Here is an alpha texture from one of our demos and I've gove over a blob with the un-erase tool:
As you can see where the alpha channel has been removed, the texture just continues out into the image. That way when the alpha starts blending out the colors at the edge of the texture stay the same.
stacysmith you're right that would be the most accurate fix for the current method. My fix is slightly more simple but less accurate, since if you just set the colour of all the entire alpha space in one go, to maybe a colour that roughly matches your background colour then the part where the soft alpha mixes with the colour would be barely noticeable.
Also that technique looks somewhat time consuming unless there is a program that can propagate the colours for you?
peterharris pre-multiplied alpha does seem like the solution I'm looking for, I know roughly how it works but I'm not an expert on subject by any stretch of the imagination. I'm pretty sure this is the blend function for pre multiplied alpha {GL_ONE, GL_ONE_MINUS_SRC_ALPHA}? So the steps to take with pre multiplied alpha would be:
1. Obtain pre-multiplied alpha texture (.png)
2. Compress the texture "as normal"? so I can discard the alpha channel now that the alpha data is multiplied in to the rgb channels? No need for a separate alpha mask?3. Set the blend function to {GL_ONE, GL_ONE_MINUS_SRC_ALPHA} cocos2d-x: BlendFunc Struct Reference with I assume blend equation GL_FUNC_ADD4. Alpha should be drawn transparent as expected?

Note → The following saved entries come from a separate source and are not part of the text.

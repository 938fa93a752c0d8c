pub(crate) mod fact;
pub(crate) mod http;
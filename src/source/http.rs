use std::time::Duration;

use anyhow::Context as _;

use crate::foundation::config::SlideConfig;
use crate::foundation::error::{FodError, FodResult};
use crate::source::fact::{Fact, FactSource, parse_fact_body};

/// Random-fact feed queried by [`HttpFactSource::default_endpoint`].
pub const FACT_ENDPOINT: &str = "https://uselessfacts.jsph.pl/random.json?language=en";

const REQUEST_TIMEOUT: Duration = Duration::from_secs(10);

/// Fetches facts from a JSON feed over HTTP, one GET per fact.
///
/// Any failure (transport, status, body) is logged and replaced by the fallback fact.
pub struct HttpFactSource {
    client: reqwest::blocking::Client,
    url: String,
    fallback: Fact,
}

impl HttpFactSource {
    pub fn new(url: impl Into<String>, fallback: &str) -> FodResult<Self> {
        let client = reqwest::blocking::Client::builder()
            .timeout(REQUEST_TIMEOUT)
            .user_agent(concat!("fod/", env!("CARGO_PKG_VERSION")))
            .build()
            .context("build http client")?;
        Ok(Self {
            client,
            url: url.into(),
            fallback: Fact::new(fallback),
        })
    }

    /// Source for [`FACT_ENDPOINT`] falling back to `cfg.fallback_fact`.
    pub fn default_endpoint(cfg: &SlideConfig) -> FodResult<Self> {
        Self::new(FACT_ENDPOINT, &cfg.fallback_fact)
    }

    fn try_fetch(&self) -> FodResult<Fact> {
        let body = self
            .client
            .get(&self.url)
            .send()
            .and_then(|resp| resp.error_for_status())
            .and_then(|resp| resp.text())
            .map_err(|e| FodError::fact(format!("GET {}: {e}", self.url)))?;
        parse_fact_body(&body)
    }

    /// Fetch one fact, never failing.
    #[tracing::instrument(skip(self), fields(url = %self.url))]
    pub fn fetch_fact(&self) -> Fact {
        match self.try_fetch() {
            Ok(fact) => fact,
            Err(e) => {
                tracing::warn!(error = %e, "error fetching fact, using fallback");
                self.fallback.clone()
            }
        }
    }
}

impl FactSource for HttpFactSource {
    fn next_fact(&mut self) -> Fact {
        self.fetch_fact()
    }
}
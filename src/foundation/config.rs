use std::path::PathBuf;

/// Default for [`SlideConfig::fallback_fact`].
pub const FALLBACK_FACT: &str = "Fun Fact: Whales are cool.";

/// Layout and rendering constants for a slide.
///
/// Every function that measures, lays out or draws takes a `&SlideConfig`; nothing reads ambient
/// module-level values.
#[derive(Clone, Debug, PartialEq)]
pub struct SlideConfig {
    /// Canvas width in pixels.
    pub canvas_width: u32,
    /// Canvas height in pixels.
    pub canvas_height: u32,
    /// Distance from the canvas edge to the image or text column.
    pub margin: f32,
    /// Bounding box the decorative image is shrunk into (square).
    pub image_box: u32,

    /// Maximum rendered width of a fact line.
    pub text_width: f32,
    /// Largest fact font size tried.
    pub fact_size_max: f32,
    /// Smallest fact font size tried.
    pub fact_size_min: f32,
    /// Decrement between fact font sizes.
    pub fact_size_step: f32,
    /// Facts with more words are rerolled without measuring.
    pub max_words: usize,
    /// Number of replacement facts requested before giving up.
    ///
    /// The first fact is evaluated too, so at most `reroll_limit + 1` candidates are laid out.
    pub reroll_limit: u32,
    /// Fraction of the canvas height the fact block may occupy.
    pub fact_height_ratio: f32,
    /// Extra spacing added to the reference glyph height for each line.
    pub line_gap: f32,
    /// Glyph used to measure line height.
    pub reference_glyph: String,
    /// Fact used when the feed is unreachable and once the reroll budget is exhausted.
    pub fallback_fact: String,
    /// Font size used for [`SlideConfig::fallback_fact`].
    pub fallback_size: f32,

    /// Largest title font size tried.
    pub title_size_max: f32,
    /// Smallest title font size tried.
    pub title_size_min: f32,
    /// Decrement between title font sizes.
    pub title_size_step: f32,
    /// Maximum rendered width of the title.
    pub title_width: f32,
    /// Top offset of the title.
    pub title_y: f32,
    /// Gap between the bottom of the title and the underline.
    pub underline_gap: f32,
    /// Underline stroke thickness.
    pub underline_thickness: f32,

    /// Backgrounds must have a luma strictly below this value.
    pub luma_threshold: f32,
    /// Number of random colors drawn before using [`SlideConfig::fallback_background`].
    pub color_attempts: u32,
    /// Background used when no sampled color is dark enough.
    pub fallback_background: [u8; 3],
}

impl Default for SlideConfig {
    fn default() -> Self {
        Self {
            canvas_width: 960,
            canvas_height: 540,
            margin: 50.0,
            image_box: 400,

            text_width: 400.0,
            fact_size_max: 48.0,
            fact_size_min: 16.0,
            fact_size_step: 2.0,
            max_words: 40,
            reroll_limit: 10,
            fact_height_ratio: 0.6,
            line_gap: 5.0,
            reference_glyph: "A".to_owned(),
            fallback_fact: FALLBACK_FACT.to_owned(),
            fallback_size: 36.0,

            title_size_max: 48.0,
            title_size_min: 16.0,
            title_size_step: 2.0,
            title_width: 400.0,
            title_y: 50.0,
            underline_gap: 18.0,
            underline_thickness: 4.0,

            luma_threshold: 160.0,
            color_attempts: 64,
            fallback_background: [18, 20, 28],
        }
    }
}

impl SlideConfig {
    /// Vertical budget for the wrapped fact block.
    pub fn max_fact_height(&self) -> f32 {
        (self.canvas_height as f32 * self.fact_height_ratio).floor()
    }

    /// Candidate fact font sizes, largest first.
    pub fn fact_sizes(&self) -> impl Iterator<Item = f32> + use<> {
        descending_sizes(self.fact_size_max, self.fact_size_min, self.fact_size_step)
    }

    /// Candidate title font sizes, largest first.
    pub fn title_sizes(&self) -> impl Iterator<Item = f32> + use<> {
        descending_sizes(self.title_size_max, self.title_size_min, self.title_size_step)
    }
}

fn descending_sizes(max: f32, min: f32, step: f32) -> impl Iterator<Item = f32> {
    let step = if step.is_finite() && step > 0.0 { step } else { 1.0 };
    let count = if max >= min {
        ((max - min) / step).floor() as usize + 1
    } else {
        0
    };
    (0..count).map(move |i| max - step * i as f32)
}

/// Filesystem locations used by a run.
#[derive(Clone, Debug, PartialEq, Eq)]
pub struct Paths {
    /// TrueType/OpenType font used for every string on the slide.
    pub font: PathBuf,
    /// Directory of transparent decorative PNGs.
    pub images: PathBuf,
    /// Directory slides are written into; created when missing.
    pub output: PathBuf,
}

impl Default for Paths {
    fn default() -> Self {
        Self {
            font: PathBuf::from("Anton-Regular.ttf"),
            images: PathBuf::from("fod_images"),
            output: PathBuf::from("output"),
        }
    }
}
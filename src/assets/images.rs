use std::path::{Path, PathBuf};

use anyhow::Context;
use rand::Rng;
use rand::seq::IndexedRandom;

use crate::foundation::error::{FodError, FodResult};

/// PNG files available as decorative foregrounds.
#[derive(Clone, Debug)]
pub struct ImageLibrary {
    dir: PathBuf,
    files: Vec<PathBuf>,
}

impl ImageLibrary {
    /// List the `.png` files (any case) directly inside `dir`, sorted by path.
    ///
    /// A missing directory or one without PNGs is an error.
    pub fn scan(dir: &Path) -> FodResult<Self> {
        let entries = match std::fs::read_dir(dir) {
            Ok(entries) => entries,
            Err(e) if e.kind() == std::io::ErrorKind::NotFound => {
                return Err(FodError::NoImages(dir.to_path_buf()));
            }
            Err(e) => return Err(e.into()),
        };

        let mut files = Vec::new();
        for entry in entries {
            let path = entry?.path();
            if path.is_file() && is_png(&path) {
                files.push(path);
            }
        }
        if files.is_empty() {
            return Err(FodError::NoImages(dir.to_path_buf()));
        }
        files.sort();

        Ok(Self {
            dir: dir.to_path_buf(),
            files,
        })
    }

    pub fn dir(&self) -> &Path {
        &self.dir
    }

    pub fn files(&self) -> &[PathBuf] {
        &self.files
    }

    /// Uniformly pick one file; `None` only for an empty library.
    pub fn choose<R: Rng + ?Sized>(&self, rng: &mut R) -> Option<&Path> {
        self.files.choose(rng).map(PathBuf::as_path)
    }
}

fn is_png(path: &Path) -> bool {
    path.extension()
        .and_then(|e| e.to_str())
        .is_some_and(|e| e.eq_ignore_ascii_case("png"))
}

/// Decoded decorative image, shrunk to its bounding box, in premultiplied RGBA8.
#[derive(Clone, Debug)]
pub struct DecorativeImage {
    pub width: u32,
    pub height: u32,
    /// Pixel bytes in row-major premultiplied RGBA8.
    pub rgba8_premul: Vec<u8>,
}

impl DecorativeImage {
    pub fn load(path: &Path, max_box: u32) -> FodResult<Self> {
        let bytes = std::fs::read(path)
            .with_context(|| format!("read image '{}'", path.display()))?;
        Self::decode(&bytes, max_box)
    }

    pub fn decode(bytes: &[u8], max_box: u32) -> FodResult<Self> {
        let img = image::load_from_memory(bytes)?;
        let (w, h) = fit_within(img.width(), img.height(), max_box);
        let img = if (w, h) == (img.width(), img.height()) {
            img
        } else {
            img.resize_exact(w, h, image::imageops::FilterType::Lanczos3)
        };

        let rgba = img.to_rgba8();
        let (width, height) = rgba.dimensions();
        let mut rgba8_premul = rgba.into_raw();
        premultiply_rgba8_in_place(&mut rgba8_premul);

        Ok(Self {
            width,
            height,
            rgba8_premul,
        })
    }
}

/// Size of a `width`×`height` image scaled down (never up) to fit a `max_box` square,
/// preserving aspect ratio.
pub fn fit_within(width: u32, height: u32, max_box: u32) -> (u32, u32) {
    if width <= max_box && height <= max_box {
        return (width, height);
    }
    let scale = f64::min(
        max_box as f64 / width as f64,
        max_box as f64 / height as f64,
    );
    let w = ((width as f64 * scale).round() as u32).clamp(1, max_box);
    let h = ((height as f64 * scale).round() as u32).clamp(1, max_box);
    (w, h)
}

fn premultiply_rgba8_in_place(rgba: &mut [u8]) {
    for px in rgba.chunks_exact_mut(4) {
        let a = px[3] as u16;
        if a == 0 {
            px[0] = 0;
            px[1] = 0;
            px[2] = 0;
            continue;
        }
        px[0] = ((px[0] as u16 * a + 127) / 255) as u8;
        px[1] = ((px[1] as u16 * a + 127) / 255) as u8;
        px[2] = ((px[2] as u16 * a + 127) / 255) as u8;
    }
}

#[cfg(test)]
#[path = "../../tests/unit/assets/images.rs"]
mod tests;
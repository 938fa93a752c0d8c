use kurbo::{Point, Rect};

use crate::foundation::config::SlideConfig;
use crate::foundation::date::ImageSide;
use crate::layout::fit::{FactLayout, TitleLayout};

/// Where each element of a slide goes, in canvas pixels.
#[derive(Clone, Debug, PartialEq)]
pub struct SlideGeometry {
    pub side: ImageSide,
    /// Bounds of the (already shrunk) decorative image.
    pub image: Rect,
    /// Left edge shared by the title, underline and fact lines.
    pub text_x: f64,
    /// Top-left of the title.
    pub title: Point,
    pub underline: Rect,
    /// Top of the first fact line.
    pub fact_top: f64,
    pub line_advance: f64,
}

impl SlideGeometry {
    /// Horizontal extent reserved for text: `text_x .. text_x + text_width`.
    pub fn text_column(&self, cfg: &SlideConfig) -> (f64, f64) {
        (self.text_x, self.text_x + cfg.text_width as f64)
    }

    /// Top-left of each fact line, in order.
    pub fn fact_line_origins(&self, line_count: usize) -> impl Iterator<Item = Point> + use<> {
        let (x, top, step) = (self.text_x, self.fact_top, self.line_advance);
        (0..line_count).map(move |i| Point::new(x, top + step * i as f64))
    }
}

/// Place the image on `side` and the text column on the other half.
///
/// The image is vertically centered; the fact block is vertically centered using its own
/// `total_height`.
pub fn slide_geometry(
    cfg: &SlideConfig,
    side: ImageSide,
    image_size: (u32, u32),
    title: &TitleLayout,
    fact: &FactLayout,
) -> SlideGeometry {
    let canvas_w = cfg.canvas_width as f64;
    let canvas_h = cfg.canvas_height as f64;
    let margin = cfg.margin as f64;
    let (img_w, img_h) = (image_size.0 as f64, image_size.1 as f64);

    let image_x = match side {
        ImageSide::Left => margin,
        ImageSide::Right => canvas_w - img_w - margin,
    };
    let image_y = ((canvas_h - img_h) / 2.0).floor();

    let text_x = match side {
        ImageSide::Left => canvas_w - cfg.image_box as f64 - margin,
        ImageSide::Right => margin,
    };

    let title_y = cfg.title_y as f64;
    let underline_y = title_y + title.height as f64 + cfg.underline_gap as f64;
    let half = cfg.underline_thickness as f64 / 2.0;

    SlideGeometry {
        side,
        image: Rect::new(image_x, image_y, image_x + img_w, image_y + img_h),
        text_x,
        title: Point::new(text_x, title_y),
        underline: Rect::new(
            text_x,
            underline_y - half,
            text_x + title.width as f64,
            underline_y + half,
        ),
        fact_top: ((canvas_h - fact.total_height as f64) / 2.0).floor(),
        line_advance: fact.line_advance as f64,
    }
}

#[cfg(test)]
#[path = "../../tests/unit/render/geometry.rs"]
mod tests;
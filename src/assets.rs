pub(crate) mod font;
pub(crate) mod images;
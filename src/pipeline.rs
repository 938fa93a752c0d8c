use std::path::PathBuf;

use rand::Rng;

use crate::assets::font::FontAsset;
use crate::assets::images::{DecorativeImage, ImageLibrary};
use crate::foundation::config::{Paths, SlideConfig};
use crate::foundation::date::SlideDate;
use crate::foundation::error::{FodError, FodResult};
use crate::layout::fit::{FactLayout, fit_fact, fit_title};
use crate::render::color::background_color;
use crate::render::cpu::{SlideContent, compose_slide};
use crate::render::output::save_slide;
use crate::source::fact::FactSource;

/// Outcome of a full slide run.
#[derive(Clone, Debug)]
pub struct GeneratedSlide {
    pub path: PathBuf,
    pub date: SlideDate,
    /// Layout actually drawn, including the fact it was made from.
    pub layout: FactLayout,
    pub background: [u8; 3],
    pub image: PathBuf,
}

impl GeneratedSlide {
    /// One-line summary, e.g. `FOD 10/18/26: Whales are cool.`
    pub fn summary(&self) -> String {
        format!("{} {}", self.date.title(), self.layout.fact)
    }
}

/// Fetch, lay out, draw and save one slide.
///
/// Missing fonts, empty image directories and unwritable outputs are errors; unfit facts and
/// unlucky color draws are not.
#[tracing::instrument(
    skip_all,
    fields(date = %date.display(), images = %paths.images.display())
)]
pub fn generate_slide<S, R>(
    source: &mut S,
    date: SlideDate,
    paths: &Paths,
    cfg: &SlideConfig,
    rng: &mut R,
) -> FodResult<GeneratedSlide>
where
    S: FactSource,
    R: Rng + ?Sized,
{
    let mut font = FontAsset::load(&paths.font)?;
    let library = ImageLibrary::scan(&paths.images)?;

    let background = background_color(rng, cfg);
    let image_path = library
        .choose(rng)
        .ok_or_else(|| FodError::NoImages(library.dir().to_path_buf()))?
        .to_path_buf();
    let image = DecorativeImage::load(&image_path, cfg.image_box)?;
    tracing::debug!(
        image = %image_path.display(),
        w = image.width,
        h = image.height,
        "image chosen"
    );

    let title = fit_title(&date.title(), &mut font, cfg);
    let layout = fit_fact(source, &mut font, cfg);

    let content = SlideContent {
        background,
        image: &image,
        side: date.image_side(),
        title: &title,
        fact: &layout,
    };
    let frame = compose_slide(&content, &mut font, cfg)?;
    let path = save_slide(&frame, &paths.output, &date.file_name())?;

    Ok(GeneratedSlide {
        path,
        date,
        layout,
        background,
        image: image_path,
    })
}
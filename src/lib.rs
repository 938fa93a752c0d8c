//! Fact-of-the-day slide generator.
//!
//! A run fetches a random fact, fits it to the text column of a 960×540 slide (shrinking the
//! font and rerolling the fact when needed), draws it next to a random decorative image on a
//! random dark background, and writes `FOD<MMDDYY>.png`.
//!
//! - [`fit_fact`] is the layout search, driven by any [`FactSource`] and [`TextMeasure`]
//! - [`compose_slide`] rasterizes a laid-out slide
//! - [`generate_slide`] runs the whole pipeline
#![forbid(unsafe_code)]

mod assets;
mod foundation;
mod layout;
mod pipeline;
mod render;
mod source;

pub use crate::assets::font::{FontAsset, TextBrushRgba8};
pub use crate::assets::images::{DecorativeImage, ImageLibrary, fit_within};
pub use crate::foundation::config::{FALLBACK_FACT, Paths, SlideConfig};
pub use crate::foundation::date::{ImageSide, SlideDate};
pub use crate::foundation::error::{FodError, FodResult};
pub use crate::layout::fit::{
    FactLayout, FitOutcome, LayoutOrigin, Rejection, TitleLayout, fallback_layout, fit_fact,
    fit_text, fit_title, layout_at, search_fact_layout,
};
pub use crate::layout::measure::{FixedAdvance, TextMeasure};
pub use crate::layout::wrap::wrap_words;
pub use crate::pipeline::{GeneratedSlide, generate_slide};
pub use crate::render::color::{ColorExhausted, background_color, luma, sample_dark_color};
pub use crate::render::cpu::{SlideContent, SlideFrame, compose_slide};
pub use crate::render::geometry::{SlideGeometry, slide_geometry};
pub use crate::render::output::save_slide;
pub use crate::source::fact::{Fact, FactSource, parse_fact_body};
pub use crate::source::http::{FACT_ENDPOINT, HttpFactSource};
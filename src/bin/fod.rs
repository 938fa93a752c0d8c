use std::path::PathBuf;

use anyhow::Context as _;
use clap::Parser;
use tracing_subscriber::EnvFilter;

#[derive(Parser, Debug)]
#[command(name = "fod", version, about = "Render today's fact-of-the-day slide as a PNG")]
struct Cli {
    /// Font used for the title and fact text.
    #[arg(long)]
    font: Option<PathBuf>,

    /// Directory of transparent decorative PNGs.
    #[arg(long)]
    images: Option<PathBuf>,

    /// Directory the slide is written into (created if missing).
    #[arg(long)]
    out: Option<PathBuf>,
}

impl Cli {
    fn paths(self) -> fod::Paths {
        let defaults = fod::Paths::default();
        fod::Paths {
            font: self.font.unwrap_or(defaults.font),
            images: self.images.unwrap_or(defaults.images),
            output: self.out.unwrap_or(defaults.output),
        }
    }
}

fn main() -> anyhow::Result<()> {
    tracing_subscriber::fmt()
        .with_env_filter(
            EnvFilter::try_from_default_env().unwrap_or_else(|_| EnvFilter::new("info")),
        )
        .with_writer(std::io::stderr)
        .init();

    let paths = Cli::parse().paths();
    let cfg = fod::SlideConfig::default();
    let date = fod::SlideDate::today();

    let mut source = fod::HttpFactSource::default_endpoint(&cfg).context("create fact source")?;
    let slide = fod::generate_slide(&mut source, date, &paths, &cfg, &mut rand::rng())
        .with_context(|| format!("generate slide for {}", date.display()))?;

    tracing::debug!(
        background = ?slide.background,
        image = %slide.image.display(),
        font_size = slide.layout.font_size,
        origin = ?slide.layout.origin,
        "slide composed"
    );
    println!("{}", slide.summary());
    Ok(())
}
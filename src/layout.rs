pub(crate) mod fit;
pub(crate) mod measure;
pub(crate) mod wrap;
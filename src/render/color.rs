use rand::Rng;

use crate::foundation::config::SlideConfig;

/// Broadcast luma (ITU-R BT.601 weights) of an sRGB color, 0..=255.
pub fn luma([r, g, b]: [u8; 3]) -> f32 {
    0.299 * r as f32 + 0.587 * g as f32 + 0.114 * b as f32
}

/// Returned by [`sample_dark_color`] when every draw was too bright.
#[derive(Clone, Copy, Debug, PartialEq, Eq)]
pub struct ColorExhausted {
    pub attempts: u32,
}

/// Draw uniform RGB colors until one has `luma < threshold`, at most `attempts` times.
pub fn sample_dark_color<R: Rng + ?Sized>(
    rng: &mut R,
    threshold: f32,
    attempts: u32,
) -> Result<[u8; 3], ColorExhausted> {
    for _ in 0..attempts {
        let c: [u8; 3] = [rng.random(), rng.random(), rng.random()];
        if luma(c) < threshold {
            return Ok(c);
        }
    }
    Err(ColorExhausted { attempts })
}

/// Background fill for a slide: a random dark color, or the configured fallback.
pub fn background_color<R: Rng + ?Sized>(rng: &mut R, cfg: &SlideConfig) -> [u8; 3] {
    match sample_dark_color(rng, cfg.luma_threshold, cfg.color_attempts) {
        Ok(c) => c,
        Err(e) => {
            tracing::warn!(attempts = e.attempts, "no dark color sampled, using fallback");
            cfg.fallback_background
        }
    }
}
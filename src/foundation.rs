pub(crate) mod config;
pub(crate) mod date;
pub(crate) mod error;
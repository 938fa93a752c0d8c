use std::path::PathBuf;

pub type FodResult<T> = Result<T, FodError>;

#[derive(thiserror::Error, Debug)]
pub enum FodError {
    #[error("font error: {0}")]
    Font(String),

    #[error("no .png images found in '{}'", .0.display())]
    NoImages(PathBuf),

    #[error("image error: {0}")]
    Image(#[from] image::ImageError),

    #[error("render error: {0}")]
    Render(String),

    #[error("fact error: {0}")]
    Fact(String),

    #[error(transparent)]
    Io(#[from] std::io::Error),

    #[error(transparent)]
    Other(#[from] anyhow::Error),
}

impl FodError {
    pub fn font(msg: impl Into<String>) -> Self {
        Self::Font(msg.into())
    }

    pub fn render(msg: impl Into<String>) -> Self {
        Self::Render(msg.into())
    }

    pub fn fact(msg: impl Into<String>) -> Self {
        Self::Fact(msg.into())
    }
}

One more thing +1 to supporting this in MTC, I'm already running my texture through 2 different programs, adding another one to that list is going to be so time consuming, especially considering the amount of textures I have in my project. It would be great if MTC could output the compressed texture with pre multiplied alpha. I think developers would very much appreciate that.
1. Obtain pre-multiplied alpha texture (.png) 2. Compress the texture "as normal"? so I can discard the alpha channel now that the alpha data is multiplied in to the rgb channels? No need for a separate alpha mask?3. Set the blend function to {GL_ONE, GL_ONE_MINUS_SRC_ALPHA} cocos2d-x: BlendFunc Struct Reference with I assume blend equation GL_FUNC_ADD4. Alpha should be drawn transparent as expected?
You still need the source alpha channel to be stored in the compressed asset (as the blend uses GL_ONE_MINUS_SRC_ALPHA, even though it doesn't use GL_SRC_ALPHA). Other than that, what you have there looks correct.
peterharris Yea I realized that yesterday when I was playing around with the compressed textures from Texture Packer, that has an option for pre multiplied alpha. I suppose it kinda make sense because the program has no way of knowing what alpha values were multiplied in to the RGB channels. So I guess that solves everything.
So in summary it would be great if MTC could support pre multiplied alpha, any ETA on when that might be?
Regards,
Mark
Quick ways to implement this kind of thing depend on the nature of the texture you're working with before conversion, and how many files you need to convert,
If it's just one or two and you have the file with the transparency, using an alpha aware graphics tool like gimp you should easily create blurred offset layers behind the original, merge them all together, then mask it by the alpha channel of the original picture.
If you've got a lot of files, I'd recommend cracking out libpng and writing a tool to load in files and automatically propagate color values into semi-transparent pixels from adjacent more opaque ones.